I had another surgery about 7 weeks ago in an attempt to fix this issues I have been having. The doctor removed my sublingual gland, some tissue and re-routed a salivary duct. It was a big time surgery, requiring general anesthetic, with about 3 weeks of recovery. Once again, it was hard to talk, eat and swallow. The doctors thought that something had happened during my surgery 2 years ago that was causing me all of this pain.

With all that surgery accomplished, it made the entire right side of my tongue numb to hot, cold, feeling, and taste. Nothing was fixed. Two weeks later my pain was worse than ever, so I went in and had a hematoma drained at the surgery site. That sucked. I felt relief for about two days then quickly realized all my pain from before the surgery had become worse than ever before.

Two weeks later, trying to give my best effort, I competed on Southie’s team and we placed 6th overall. It was a very welcomed distraction from everything that was going on with me at the time.

However nothing was solved. After going to the doctor and hospital twice a week for exams, second opinions, CT scans, PET scans, MRIs, and everything else under the sun, it was agreed that we had to go in and remove the mass below the floor of my mouth. The plan was to perform a level 1 neck dissection to remove pieces of the mass and run pathology tests while I was under the knife. If the tests came back clean, I would be patched up and be on my way…

Well they didn’t come back clean. It was found to be cancerous. This requires a much bigger procedure as well as a hundred days of chemotherapy and radiation treatment. 

The doctor brought me out of surgery to deliver the news and start the healing process to get ready for the future treatment. This was almost the worst case scenario. Throughout the last 7 months there hasn’t been one day when I haven’t been in pain. Not one morning that I wake up and it isn’t the first thing I think about or the last thing on my mind as I fall asleep. It has affected every aspect of my life. Occasionally, even waking me up from sleep, which I thought was my only relief.

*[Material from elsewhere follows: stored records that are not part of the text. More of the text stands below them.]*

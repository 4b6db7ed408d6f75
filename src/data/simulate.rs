//! Synthetic measurement files.
//!
//! A fixed laser frequency is scanned across the multiplet by stepping the
//! retardation offset: each offset gives a β, the lab frequency is moved into
//! the rest frame, and the counts are drawn from a Poisson distribution around
//! the model at that frequency.
//!
//! Without explicit settings the laser frequency is chosen so that offset 0
//! lands on the centroid, and the scan covers `centroid ± DEFAULT_HALF_SPAN`.

use std::fs;
use std::path::Path;

use rand::prelude::*;
use rand::rngs::StdRng;
use rand_distr::Poisson;

use crate::domain::{
    CorrectedSpectrum, HyperfineParams, MeasurementRecord, MeasurementRow, PhysicalConstants,
};
use crate::error::HfsError;
use crate::io::records::MIN_ROWS;
use crate::models::build_source;
use crate::physics::doppler::{
    FREQUENCY_SCALE, beta, beta_for_shift, correct_spectrum, inverse_doppler_shift, offset_for_beta,
};

/// Half-width (MHz) of the default scan around the centroid.
pub const DEFAULT_HALF_SPAN: f64 = 3000.0;

#[derive(Debug, Clone, PartialEq)]
pub struct SimulateConfig {
    pub points: usize,
    pub seed: u64,
    /// Retardation offset range `(min, max)`; derived from the centroid if unset.
    pub scan: Option<(f64, f64)>,
    /// Laser (lab-frame) frequency in the file's raw unit; derived if unset.
    pub raw_frequency: Option<f64>,
    /// Draw Poisson counts (otherwise write the exact model).
    pub noise: bool,
}

impl Default for SimulateConfig {
    fn default() -> Self {
        Self {
            points: 200,
            seed: 42,
            scan: None,
            raw_frequency: None,
            noise: true,
        }
    }
}

#[derive(Debug, Clone)]
pub struct Simulation {
    pub record: MeasurementRecord,
    pub spectrum: CorrectedSpectrum,
    pub raw_frequency: f64,
    pub scan: (f64, f64),
}

pub fn simulate(
    params: &HyperfineParams,
    constants: &PhysicalConstants,
    config: &SimulateConfig,
) -> Result<Simulation, HfsError> {
    if config.points < MIN_ROWS {
        return Err(HfsError::input(
            "points",
            format!("need at least {MIN_ROWS} points, got {}", config.points),
        ));
    }

    let mode = constants.beam_mode;
    let raw_frequency = match config.raw_frequency {
        Some(f) if f.is_finite() && f > 0.0 => f,
        Some(f) => return Err(HfsError::input("raw_frequency", format!("must be > 0, got {f}"))),
        None => {
            let rest = (params.centroid + constants.freq_offset) / FREQUENCY_SCALE;
            inverse_doppler_shift(rest, beta(0.0, constants)?, mode)
        }
    };

    let scan = match config.scan {
        Some((lo, hi)) if lo.is_finite() && hi.is_finite() && hi > lo => (lo, hi),
        Some((lo, hi)) => {
            return Err(HfsError::input("scan", format!("invalid range [{lo}, {hi}]")));
        }
        None => {
            let offset_at = |x: f64| {
                let rest = (x + constants.freq_offset) / FREQUENCY_SCALE;
                offset_for_beta(beta_for_shift(raw_frequency, rest, mode), constants)
            };
            let a = offset_at(params.centroid - DEFAULT_HALF_SPAN)?;
            let b = offset_at(params.centroid + DEFAULT_HALF_SPAN)?;
            (a.min(b), a.max(b))
        }
    };

    let n = config.points;
    let step = (scan.1 - scan.0) / (n - 1) as f64;
    let mut rows: Vec<MeasurementRow> = (0..n)
        .map(|i| MeasurementRow {
            retardation_offset: scan.0 + step * i as f64,
            counts: 0.0,
            raw_frequency,
        })
        .collect();

    let mut record = MeasurementRecord {
        rows: rows.clone(),
        lines_read: n,
        rows_dropped: 0,
    };
    let mut spectrum = correct_spectrum(&record, constants)?;
    spectrum.y = vec![1.0; n];
    let expected = build_source(&spectrum, params)?.evaluate(&spectrum.x);

    let mut rng = StdRng::seed_from_u64(config.seed);
    for (row, lambda) in rows.iter_mut().zip(&expected) {
        row.counts = if !config.noise {
            *lambda
        } else if *lambda > 0.0 {
            let dist = Poisson::new(*lambda)
                .map_err(|e| HfsError::Fit(format!("Poisson rate {lambda}: {e}")))?;
            dist.sample(&mut rng)
        } else {
            0.0
        };
    }

    spectrum.y = rows.iter().map(|r| r.counts).collect();
    record.rows = rows;

    log::info!(
        "simulated {n} rows: offsets [{:.4}, {:.4}] V, laser {raw_frequency}",
        scan.0,
        scan.1
    );

    Ok(Simulation {
        record,
        spectrum,
        raw_frequency,
        scan,
    })
}

/// Render a simulation in the measurement file layout read by `io::records`.
pub fn format_measurement_file(sim: &Simulation, constants: &PhysicalConstants) -> String {
    let mut out = String::new();
    out.push_str(&format!(
        "# synthetic scan: {} rows, mode {}, laser {}\n",
        sim.record.len(),
        constants.beam_mode,
        sim.raw_frequency
    ));
    out.push_str(&format!(
        "# applied voltage {} kV, m_ion {}, freq offset {}\n",
        constants.applied_voltage, constants.ion_mass_number, constants.freq_offset
    ));
    out.push_str("offset_V step scan counts beta frequency_MHz x_MHz\n");

    for (i, row) in sim.record.rows.iter().enumerate() {
        out.push_str(&format!(
            "{} {i} 0 {} {:.9e} {} {:.4}\n",
            row.retardation_offset, row.counts, sim.spectrum.beta[i], row.raw_frequency, sim.spectrum.x[i]
        ));
    }
    out
}

/// Write a simulation to `path`.
pub fn write_measurement_file(
    path: &Path,
    sim: &Simulation,
    constants: &PhysicalConstants,
) -> Result<(), HfsError> {
    fs::write(path, format_measurement_file(sim, constants))
        .map_err(|e| HfsError::Io(format!("failed to write '{}': {e}", path.display())))?;
    log::info!("wrote synthetic data to '{}'", path.display());
    Ok(())
}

I’m facing a long and tough road ahead. The next surgery will cause me to lose about 70% of my tongue along with lymph nodes and glands. I will recover in the ICU for 3 days unable to speak with a temporary tracheotomy. I’ll need therapy to learn how to talk again as well as swallow. I’ll be on a feeding tube for an unknown amount of time. When I am strong enough, I will begin chemotherapy and radiation treatment. 

So far I have not been broken by the situation and with each day I find something positive to focus on. I have a long fight ahead of me. I gather some strength from within and the rest from my friends and family. Your strength makes me strong. Please help me in this fight.